1

So there's many problems on StackOverflow with the RODBC problem, but I haven't seen this specific variant of attempting to append to an AZURE SQL db. I really think there should be a parameter that allows you to identify the KEY and NOT try to load into that... I'd prepare a pull request, but RODBC doesn't have a dev branch on github? Anyway, I'll post my problem and what I tried to do, and then my nasty workaround.

I have my data in a table called ActDF.new Here are the properties:

str(ActDF.new)
'data.frame':   52 obs. of  10 variables:
 $ Date          : Date, format: "2016-03-23" "2016-03-23" "2016-03-23" "2016-03-23" ...
 $ Project       : Factor w/ 1 level "x": 1 1 1 1 1 1 1 1 1 1 ...
 $ IndName       : Factor w/ 26 levels "x x...etc",..: 2 17 1 4 11 12 8 3 25 6 ...
 $ IndNum        : num  1 2 3 4 5 6 7 8 9 10 ...
 $ ProjectYear   : Factor w/ 2 levels "bla","blabla": 1 1 1 1 1 1 1 1 1 1 ...
 $ Value         : num  NA NA NA NA 4883 ...
 $ NoteTitle     : Factor w/ 1 level "": 1 1 1 1 1 1 1 1 1 1 ...
 $ NoteAnnotation: Factor w/ 1 level "": 1 1 1 1 1 1 1 1 1 1 ...
 $ ID            : num  1 1 1 1 1 1 1 1 1 1 ...
 $ CorpCode      : ch

I want to APPEND this info into a db, with a newish table called Actuals.

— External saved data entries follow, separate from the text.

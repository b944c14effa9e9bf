//! Stream registry implementation
//!
//! The central registry that manages all live streams and routes media
//! from publishers to subscribers.

use std::collections::HashMap;
use std::sync::atomic::{AtomicU64, Ordering};
use std::sync::Arc;
use std::time::Instant;

use tokio::sync::{broadcast, RwLock};

use super::config::RegistryConfig;
use super::entry::{StreamEntry, StreamState, StreamStats};
use super::error::RegistryError;
use super::frame::{MediaEvent, StreamPath};

struct Inner {
    /// Map of stream path to stream entry
    streams: RwLock<HashMap<StreamPath, Arc<RwLock<StreamEntry>>>>,

    /// Source of publisher IDs handed out by [`StreamRegistry::next_publisher_id`]
    next_publisher_id: AtomicU64,

    /// Configuration
    config: RegistryConfig,
}

/// Central registry for all live streams
///
/// Cheap to clone; clones share the same streams. Thread-safe via `RwLock`.
/// Read-heavy workloads (subscriber count checks, broadcasting) benefit from
/// the concurrent read access.
#[derive(Clone)]
pub struct StreamRegistry {
    inner: Arc<Inner>,
}

impl StreamRegistry {
    /// Create a new stream registry with default configuration
    pub fn new() -> Self {
        Self::with_config(RegistryConfig::default())
    }

    /// Create a new stream registry with custom configuration
    pub fn with_config(config: RegistryConfig) -> Self {
        Self {
            inner: Arc::new(Inner {
                streams: RwLock::new(HashMap::new()),
                next_publisher_id: AtomicU64::new(1),
                config,
            }),
        }
    }

    /// Get the registry configuration
    pub fn config(&self) -> &RegistryConfig {
        &self.inner.config
    }

    /// Allocate a unique publisher ID
    pub fn next_publisher_id(&self) -> u64 {
        self.inner.next_publisher_id.fetch_add(1, Ordering::Relaxed)
    }

    /// Register a publisher for a stream
    ///
    /// If the stream doesn't exist, it will be created. An idle stream is
    /// reclaimed, keeping its subscribers. Returns an error if the stream
    /// already has an active publisher.
    pub async fn register_publisher(
        &self,
        path: &StreamPath,
        publisher_id: u64,
    ) -> Result<(), RegistryError> {
        let mut streams = self.inner.streams.write().await;

        if let Some(entry_arc) = streams.get(path) {
            let mut entry = entry_arc.write().await;

            if entry.has_publisher() {
                return Err(RegistryError::StreamAlreadyPublishing(path.clone()));
            }

            entry.publisher_id = Some(publisher_id);
            entry.publisher_left_at = None;
            entry.state = StreamState::Active;

            tracing::info!(
                stream = %path,
                publisher_id = publisher_id,
                subscribers = entry.subscriber_count(),
                "Publisher registered (existing stream)"
            );
        } else {
            let mut entry = StreamEntry::new(&self.inner.config);
            entry.publisher_id = Some(publisher_id);
            entry.state = StreamState::Active;

            streams.insert(path.clone(), Arc::new(RwLock::new(entry)));

            tracing::info!(
                stream = %path,
                publisher_id = publisher_id,
                "Publisher registered (new stream)"
            );
        }

        Ok(())
    }

    /// Unregister a publisher from a stream
    ///
    /// The stream goes idle and subscribers are told the source detached.
    /// The cached track is dropped; the next publisher announces its own.
    pub async fn unregister_publisher(&self, path: &StreamPath, publisher_id: u64) {
        let streams = self.inner.streams.read().await;

        if let Some(entry_arc) = streams.get(path) {
            let mut entry = entry_arc.write().await;

            if entry.publisher_id != Some(publisher_id) {
                tracing::warn!(
                    stream = %path,
                    expected = ?entry.publisher_id,
                    actual = publisher_id,
                    "Publisher unregister mismatch"
                );
                return;
            }

            entry.publisher_id = None;
            entry.publisher_left_at = Some(Instant::now());
            entry.state = StreamState::Idle;
            entry.video_track = None;
            entry.send(MediaEvent::Detached(path.clone()));

            tracing::info!(
                stream = %path,
                publisher_id = publisher_id,
                subscribers = entry.subscriber_count(),
                "Publisher unregistered"
            );
        }
    }

    /// Subscribe to a stream
    ///
    /// Returns a broadcast receiver and catchup events for the subscriber.
    pub async fn subscribe(
        &self,
        path: &StreamPath,
    ) -> Result<(broadcast::Receiver<MediaEvent>, Vec<MediaEvent>), RegistryError> {
        let streams = self.inner.streams.read().await;

        let entry_arc = streams
            .get(path)
            .ok_or_else(|| RegistryError::StreamNotFound(path.clone()))?;

        let entry = entry_arc.read().await;

        if entry.state == StreamState::Idle {
            return Err(RegistryError::StreamNotActive(path.clone()));
        }

        let rx = entry.subscribe();
        let catchup = entry.get_catchup_events();

        entry.subscriber_count.fetch_add(1, Ordering::Relaxed);

        tracing::info!(
            stream = %path,
            subscribers = entry.subscriber_count(),
            catchup_events = catchup.len(),
            "Subscriber added"
        );

        Ok((rx, catchup))
    }

    /// Unsubscribe from a stream
    pub async fn unsubscribe(&self, path: &StreamPath) {
        let streams = self.inner.streams.read().await;

        if let Some(entry_arc) = streams.get(path) {
            let entry = entry_arc.read().await;
            let prev = entry
                .subscriber_count
                .fetch_update(Ordering::Relaxed, Ordering::Relaxed, |n| {
                    Some(n.saturating_sub(1))
                })
                .unwrap_or(0);

            tracing::debug!(
                stream = %path,
                subscribers = prev.saturating_sub(1),
                "Subscriber removed"
            );
        }
    }

    /// Broadcast an event to all subscribers of a stream
    ///
    /// Also updates the cached track announcement as needed.
    pub async fn broadcast(&self, path: &StreamPath, event: MediaEvent) {
        let streams = self.inner.streams.read().await;

        if let Some(entry_arc) = streams.get(path) {
            let mut entry = entry_arc.write().await;
            entry.update_caches(&event);
            let _ = entry.send(event);
        }
    }

    /// Remove a stream entirely
    ///
    /// Subscribers receive `Detached`, then their channel closes.
    /// Returns whether the stream existed.
    pub async fn delete_stream(&self, path: &StreamPath) -> bool {
        let removed = self.inner.streams.write().await.remove(path);

        match removed {
            Some(entry_arc) => {
                let entry = entry_arc.read().await;
                entry.send(MediaEvent::Detached(path.clone()));
                tracing::info!(
                    stream = %path,
                    publisher_id = ?entry.publisher_id,
                    subscribers = entry.subscriber_count(),
                    "Stream deleted"
                );
                true
            }
            None => false,
        }
    }

    /// Check if a stream exists and has an active publisher
    pub async fn has_active_stream(&self, path: &StreamPath) -> bool {
        let streams = self.inner.streams.read().await;

        if let Some(entry_arc) = streams.get(path) {
            let entry = entry_arc.read().await;
            entry.state == StreamState::Active && entry.has_publisher()
        } else {
            false
        }
    }

    /// Check if a stream entry exists (active or idle)
    pub async fn stream_exists(&self, path: &StreamPath) -> bool {
        self.inner.streams.read().await.contains_key(path)
    }

    /// Get stream statistics
    pub async fn get_stream_stats(&self, path: &StreamPath) -> Option<StreamStats> {
        let streams = self.inner.streams.read().await;

        if let Some(entry_arc) = streams.get(path) {
            let entry = entry_arc.read().await;
            Some(StreamStats {
                subscriber_count: entry.subscriber_count(),
                has_publisher: entry.has_publisher(),
                publisher_id: entry.publisher_id,
                state: entry.state,
                has_video_track: entry.video_track.is_some(),
                frames: entry.frames,
            })
        } else {
            None
        }
    }

    /// Get total number of streams
    pub async fn stream_count(&self) -> usize {
        self.inner.streams.read().await.len()
    }

    /// Run cleanup task once
    ///
    /// Removes idle streams without subscribers that have been idle longer
    /// than `idle_stream_timeout`.
    pub async fn cleanup(&self) {
        let mut streams = self.inner.streams.write().await;
        let now = Instant::now();
        let timeout = self.inner.config.idle_stream_timeout;

        let paths_to_remove: Vec<StreamPath> = streams
            .iter()
            .filter_map(|(path, entry_arc)| {
                // Skip entries that are busy right now
                let entry = entry_arc.try_read().ok()?;
                if entry.state != StreamState::Idle || entry.subscriber_count() > 0 {
                    return None;
                }
                let since = entry.publisher_left_at.unwrap_or(entry.created_at);
                (now.duration_since(since) > timeout).then(|| path.clone())
            })
            .collect();

        for path in paths_to_remove {
            streams.remove(&path);
            tracing::info!(stream = %path, "Stream removed by cleanup");
        }
    }

    /// Spawn background cleanup task
    ///
    /// Returns a handle that can be used to abort the task.
    pub fn spawn_cleanup_task(&self) -> tokio::task::JoinHandle<()> {
        let registry = self.clone();
        let interval = registry.inner.config.cleanup_interval;

        tokio::spawn(async move {
            let mut ticker = tokio::time::interval(interval);
            loop {
                ticker.tick().await;
                registry.cleanup().await;
            }
        })
    }
}

impl Default for StreamRegistry {
    fn default() -> Self {
        Self::new()
    }
}

#[cfg(test)]
mod tests {
    use std::time::Duration;

    use bytes::Bytes;

    use super::*;
    use crate::registry::frame::{VideoFrame, VideoTrack};

    fn frame(timestamp: u32) -> MediaEvent {
        MediaEvent::VideoFrame(VideoFrame {
            timestamp,
            keyframe: timestamp == 0,
            nalus: vec![Bytes::from_static(&[0x65, 0x88])],
        })
    }

    #[tokio::test]
    async fn test_register_publisher() {
        let registry = StreamRegistry::new();
        let path = StreamPath::from("live/test_stream");

        registry.register_publisher(&path, 1).await.unwrap();
        assert!(registry.has_active_stream(&path).await);

        // Can't register another publisher
        let result = registry.register_publisher(&path, 2).await;
        assert!(matches!(
            result,
            Err(RegistryError::StreamAlreadyPublishing(_))
        ));
    }

    #[tokio::test]
    async fn test_subscribe_unsubscribe() {
        let registry = StreamRegistry::new();
        let path = StreamPath::from("live/test_stream");

        registry.register_publisher(&path, 1).await.unwrap();

        let (mut rx, catchup) = registry.subscribe(&path).await.unwrap();
        assert!(catchup.is_empty());

        registry.broadcast(&path, frame(0)).await;

        match rx.recv().await.unwrap() {
            MediaEvent::VideoFrame(f) => assert!(f.keyframe),
            other => panic!("unexpected event: {:?}", other),
        }

        registry.unsubscribe(&path).await;

        let stats = registry.get_stream_stats(&path).await.unwrap();
        assert_eq!(stats.subscriber_count, 0);
        assert_eq!(stats.frames, 1);
    }

    #[tokio::test]
    async fn test_subscribe_missing_stream() {
        let registry = StreamRegistry::new();
        let path = StreamPath::from("live/none");

        let result = registry.subscribe(&path).await;
        assert!(matches!(result, Err(RegistryError::StreamNotFound(_))));
    }

    #[tokio::test]
    async fn test_unregister_detaches_subscribers() {
        let registry = StreamRegistry::new();
        let path = StreamPath::from("live/test_stream");

        registry.register_publisher(&path, 1).await.unwrap();
        let (mut rx, _) = registry.subscribe(&path).await.unwrap();

        // Wrong publisher is ignored
        registry.unregister_publisher(&path, 9).await;
        assert!(registry.has_active_stream(&path).await);

        registry.unregister_publisher(&path, 1).await;
        assert_eq!(rx.recv().await.unwrap(), MediaEvent::Detached(path.clone()));

        let stats = registry.get_stream_stats(&path).await.unwrap();
        assert_eq!(stats.state, StreamState::Idle);
        assert!(!stats.has_publisher);

        // New subscribers are refused while idle
        let result = registry.subscribe(&path).await;
        assert!(matches!(result, Err(RegistryError::StreamNotActive(_))));

        // A new publisher reclaims the stream with its subscribers
        registry.register_publisher(&path, 2).await.unwrap();
        let stats = registry.get_stream_stats(&path).await.unwrap();
        assert_eq!(stats.publisher_id, Some(2));
        assert_eq!(stats.subscriber_count, 1);
    }

    #[tokio::test]
    async fn test_catchup_track() {
        let registry = StreamRegistry::new();
        let path = StreamPath::from("live/test_stream");

        registry.register_publisher(&path, 1).await.unwrap();

        let track = VideoTrack::h264(
            Bytes::from_static(&[0x67, 0x64, 0x00, 0x1F]),
            Bytes::from_static(&[0x68, 0xEB]),
        );
        registry
            .broadcast(&path, MediaEvent::VideoTrack(track.clone()))
            .await;
        registry.broadcast(&path, frame(0)).await;

        // Late joiner gets the track announcement first
        let (_rx, catchup) = registry.subscribe(&path).await.unwrap();
        assert_eq!(catchup, vec![MediaEvent::VideoTrack(track)]);
    }

    #[tokio::test]
    async fn test_delete_stream() {
        let registry = StreamRegistry::new();
        let path = StreamPath::from("live/test_stream");

        registry.register_publisher(&path, 1).await.unwrap();
        let (mut rx, _) = registry.subscribe(&path).await.unwrap();

        assert!(registry.delete_stream(&path).await);
        assert!(!registry.delete_stream(&path).await);
        assert!(!registry.stream_exists(&path).await);

        assert_eq!(rx.recv().await.unwrap(), MediaEvent::Detached(path.clone()));
        assert!(matches!(
            rx.recv().await,
            Err(broadcast::error::RecvError::Closed)
        ));

        // Path is free for a new publisher
        registry.register_publisher(&path, 2).await.unwrap();
        assert_eq!(registry.stream_count().await, 1);
    }

    #[tokio::test]
    async fn test_cleanup_idle_streams() {
        let config = RegistryConfig::default().idle_stream_timeout(Duration::from_millis(10));
        let registry = StreamRegistry::with_config(config);
        let path = StreamPath::from("live/test_stream");

        registry.register_publisher(&path, 1).await.unwrap();
        registry.unregister_publisher(&path, 1).await;

        tokio::time::sleep(Duration::from_millis(30)).await;
        registry.cleanup().await;

        assert_eq!(registry.stream_count().await, 0);
    }
}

So I tried using RODBC::sqlSave to accomplish this. Below find the blow-by-blow:

Connect to the db

d <- "Actuals RW"
p <- "xx"
u <- "xx"
channel <- odbcConnect(d,u,p)

Get number of rows on the db (to know where the KEY should start)

PresentNum <- sqlQuery(channel, 'SELECT count(*) FROM Actuals', rows_at_time = 5)
PresentNum <- PresentNum[1,1]

OK, so let's add an ID to my DF, but also, there's tons of NAs for Value... and I don't need those, so let's convert to a better DF

## Initialize ID on this df
ActDF.new$ID <- 1

## Remove NAs from ActDF.new, and organize
toSave <- ActDF.new %>% filter(!is.na(Value)) %>%
  select (ID,Date,Project,FiscalYear=ProjectYear,IndNum,IndName,CorpCode,CurrentValue=Value,NoteTitle,NoteAnnotation)

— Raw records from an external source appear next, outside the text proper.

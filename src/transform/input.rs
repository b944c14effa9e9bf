//! Input pump
//!
//! Moves media from the subscribed source into the transcoder's input
//! channel as an Annex-B byte stream. The pump has no task of its own: the
//! endpoint adapter invokes it from its delivery context.
//!
//! Writes are best effort. While no process instance owns an input channel
//! samples are dropped, and a failed write is logged without stopping the
//! source.

use std::sync::atomic::Ordering;
use std::sync::Arc;

use async_trait::async_trait;
use bytes::{BufMut, Bytes, BytesMut};
use tokio::io::AsyncWriteExt;

use crate::error::InputError;
use crate::media::h264::with_start_code;
use crate::media::{VideoCodec, START_CODE};
use crate::registry::{MediaEvent, SourceHandler, VideoFrame, VideoTrack};

use super::task::TransformTask;

/// Writes subscribed samples into a task's input channel
pub struct InputPump {
    task: Arc<TransformTask>,
}

impl InputPump {
    pub fn new(task: Arc<TransformTask>) -> Self {
        Self { task }
    }

    /// Handle one event from the source
    ///
    /// Returns the number of bytes written.
    pub async fn on_sample(&self, event: MediaEvent) -> Result<usize, InputError> {
        match event {
            MediaEvent::VideoTrack(track) => self.write_parameter_sets(&track).await,
            MediaEvent::VideoFrame(frame) => self.write_frame(&frame).await,
            MediaEvent::Attached(path) => {
                tracing::info!(task_id = self.task.id(), stream = %path, "Source attached");
                Ok(0)
            }
            MediaEvent::Detached(path) => {
                tracing::info!(task_id = self.task.id(), stream = %path, "Source detached");
                Ok(0)
            }
            MediaEvent::Rtp { kind, payload } => {
                tracing::trace!(kind = ?kind, len = payload.len(), "Ignoring RTP packet");
                Ok(0)
            }
        }
    }

    /// Write a track's parameter sets, each prefixed with a start code
    pub async fn write_parameter_sets(&self, track: &VideoTrack) -> Result<usize, InputError> {
        match track.codec {
            VideoCodec::H264 => {
                let mut written = 0;
                for set in track.parameter_sets.iter().filter(|s| !s.is_empty()) {
                    tracing::debug!(
                        task_id = self.task.id(),
                        nal_type = set[0] & 0x1F,
                        len = set.len(),
                        "Writing parameter set"
                    );
                    written += self.write_unit(with_start_code(set)).await?;
                }
                Ok(written)
            }
            VideoCodec::H265 => Err(InputError::UnsupportedCodec(track.codec)),
        }
    }

    /// Write all NAL units of a frame as one Annex-B chunk
    pub async fn write_frame(&self, frame: &VideoFrame) -> Result<usize, InputError> {
        if frame.nalus.is_empty() {
            return Ok(0);
        }

        let mut buf = BytesMut::with_capacity(frame.size() + frame.nalus.len() * START_CODE.len());
        for nalu in &frame.nalus {
            buf.put_slice(&START_CODE);
            buf.put_slice(nalu);
        }
        self.write_unit(buf.freeze()).await
    }

    /// Write one chunk to the current input channel
    ///
    /// Re-checks the channel on every call; the process may have been
    /// replaced since the last write.
    pub async fn write_unit(&self, unit: Bytes) -> Result<usize, InputError> {
        let mut slot = self.task.input.lock().await;
        let counters = &self.task.counters;

        let Some(channel) = slot.as_mut() else {
            counters.dropped_samples.fetch_add(1, Ordering::Relaxed);
            tracing::warn!(
                task_id = self.task.id(),
                len = unit.len(),
                "No input channel bound, dropping sample"
            );
            return Err(InputError::ChannelUnbound);
        };

        match channel.write_all(&unit).await {
            Ok(()) => {
                counters.bytes_in.fetch_add(unit.len() as u64, Ordering::Relaxed);
                Ok(unit.len())
            }
            Err(e) => {
                counters.write_errors.fetch_add(1, Ordering::Relaxed);
                tracing::error!(task_id = self.task.id(), error = %e, "Write to input channel failed");
                Err(InputError::Write(e))
            }
        }
    }
}

#[async_trait]
impl SourceHandler for InputPump {
    async fn on_event(&self, event: MediaEvent) {
        match self.on_sample(event).await {
            Ok(_) | Err(InputError::ChannelUnbound) | Err(InputError::Write(_)) => {}
            Err(e) => {
                tracing::warn!(task_id = self.task.id(), error = %e, "Sample not forwarded");
            }
        }
    }
}

#[cfg(test)]
mod tests {
    use std::time::Duration;

    use tokio_test::io::Builder;

    use super::*;
    use crate::transform::request::TaskRequest;

    const SPS: &[u8] = &[0x67, 0x64, 0x00, 0x1F];
    const PPS: &[u8] = &[0x68, 0xEB, 0x8F, 0x2C];

    fn task() -> Arc<TransformTask> {
        Arc::new(TransformTask::new(
            1,
            TaskRequest::new("live/cam1").resolve().unwrap(),
        ))
    }

    fn track() -> VideoTrack {
        VideoTrack::h264(Bytes::from_static(SPS), Bytes::from_static(PPS))
    }

    fn frame() -> VideoFrame {
        VideoFrame {
            timestamp: 0,
            keyframe: true,
            nalus: vec![Bytes::from_static(&[0x06, 0x05]), Bytes::from_static(&[0x65, 0x88])],
        }
    }

    #[tokio::test]
    async fn test_parameter_sets_before_frames() {
        let task = task();
        let mock = Builder::new()
            .write(&[0, 0, 0, 1, 0x67, 0x64, 0x00, 0x1F])
            .write(&[0, 0, 0, 1, 0x68, 0xEB, 0x8F, 0x2C])
            .write(&[0, 0, 0, 1, 0x06, 0x05, 0, 0, 0, 1, 0x65, 0x88])
            .build();
        task.bind_input(Box::new(mock)).await;

        let pump = InputPump::new(Arc::clone(&task));
        pump.on_sample(MediaEvent::Attached("live/cam1".into()))
            .await
            .unwrap();
        assert_eq!(pump.on_sample(MediaEvent::VideoTrack(track())).await.unwrap(), 16);
        assert_eq!(pump.on_sample(MediaEvent::VideoFrame(frame())).await.unwrap(), 12);

        assert_eq!(task.bytes_in(), 28);
        // Dropping the mock verifies every expected write happened
        task.unbind_input().await;
    }

    #[tokio::test]
    async fn test_drop_without_channel() {
        let task = task();
        let pump = InputPump::new(Arc::clone(&task));

        let result = tokio::time::timeout(
            Duration::from_millis(100),
            pump.on_sample(MediaEvent::VideoFrame(frame())),
        )
        .await
        .expect("write must not block");

        assert!(matches!(result, Err(InputError::ChannelUnbound)));
        assert_eq!(task.bytes_in(), 0);
        assert_eq!(task.stats().dropped_samples, 1);

        // Through the handler interface nothing surfaces to the caller
        pump.on_event(MediaEvent::VideoFrame(frame())).await;
        assert_eq!(task.bytes_in(), 0);
    }

    #[tokio::test]
    async fn test_write_error_is_counted() {
        let task = task();
        let mock = Builder::new()
            .write_error(std::io::Error::new(std::io::ErrorKind::BrokenPipe, "closed"))
            .build();
        task.bind_input(Box::new(mock)).await;

        let pump = InputPump::new(Arc::clone(&task));
        let result = pump.write_frame(&frame()).await;

        assert!(matches!(result, Err(InputError::Write(_))));
        assert_eq!(task.bytes_in(), 0);
        assert_eq!(task.stats().write_errors, 1);
    }

    #[tokio::test]
    async fn test_h265_parameter_sets_unsupported() {
        let task = task();
        task.bind_input(Box::new(tokio::io::sink())).await;
        let pump = InputPump::new(Arc::clone(&task));

        let track = VideoTrack {
            codec: VideoCodec::H265,
            parameter_sets: vec![Bytes::from_static(&[0x40, 0x01])],
        };
        let result = pump.write_parameter_sets(&track).await;

        assert!(matches!(
            result,
            Err(InputError::UnsupportedCodec(VideoCodec::H265))
        ));
        assert_eq!(task.bytes_in(), 0);
    }

    #[tokio::test]
    async fn test_empty_parameter_sets_skipped() {
        let task = task();
        let mock = Builder::new()
            .write(&[0, 0, 0, 1, 0x68, 0xEB, 0x8F, 0x2C])
            .build();
        task.bind_input(Box::new(mock)).await;

        let pump = InputPump::new(Arc::clone(&task));
        let track = VideoTrack::h264(Bytes::new(), Bytes::from_static(PPS));
        assert_eq!(pump.write_parameter_sets(&track).await.unwrap(), 8);
        task.unbind_input().await;
    }
}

## And now issue correct numbers to the ID
toSave$ID <- (PresentNum+1):(nrow(toSave)+PresentNum)

There are many blank values, so let's convert those to NA (this is an annoying way to do it... I know)

toSave <- 
  apply(toSave, 2, function(x) gsub("^$|^ $", NA, x))  %>% as.data.frame()

## Now everything is a factor, convert to correct format
toSave$ID <- as.numeric(toSave$ID)
toSave$Date<- as.Date(toSave$Date)
toSave$Project<- as.character(toSave$Project)
toSave$FiscalYear<- as.character(toSave$FiscalYear)
toSave$IndNum<- as.character(toSave$IndNum)
toSave$IndName<- as.character(toSave$IndName)
toSave$CorpCode<- as.character(toSave$CorpCode)
toSave$CurrentValue<- as.numeric(toSave$CurrentValue)
toSave$NoteTitle<- as.character(toSave$NoteTitle)
toSave$NoteAnnotation <- as.character(toSave$NoteAnnotation)

### OK, we're ready! So try to append! ###

################# Test 1 TRY APPENDING DATA AS IS
sqlSave(channel, toSave, tablename = 'Actuals', append = T,
        rownames = F, colnames = F, verbose = T,
        safer = T, addPK = F, 
        fast = T, test = F)
### RETURNS ERROR: Cannot insert explicit value for identity column in table 'Actuals' when IDENTITY_INSERT is set to OFF.

Huh... fair enough...

################# Test 2 TRY TO CHANGE THE IDENTITY_INSERT PROPERTY  

sqlQuery(channel, "Set IDENTITY_INSERT Actuals ON", errors = TRUE)
### RETURNS ERROR: Cannot find the object \"Actuals\" because it does not exist or you do not have permissions."

Oh... but... wait, what? The table for sure exists and I have RW rights. So maybe IDENTITY_INSERT is different somehow... what's the status anyway?

sqlQuery(channel, "SELECT OBJECTPROPERTY(OBJECT_ID('Actuals'), 'TableHasIdentity')")
### RETURNS 1. 

Huh. Don't know what that means... let's try again w/ different addPK settings

#################  Test 3, try to use addPK = TRUE to see if it makes difference.
sqlSave(channel, toSave, tablename = 'Actuals', append = T,
        rownames = F, colnames = F, verbose = T,
        safer = T, addPK = T, 
        fast = T, test = F)
### RETURNS ERROR: Cannot find the object \"Actuals\" because it does not exist or you do not have permissions."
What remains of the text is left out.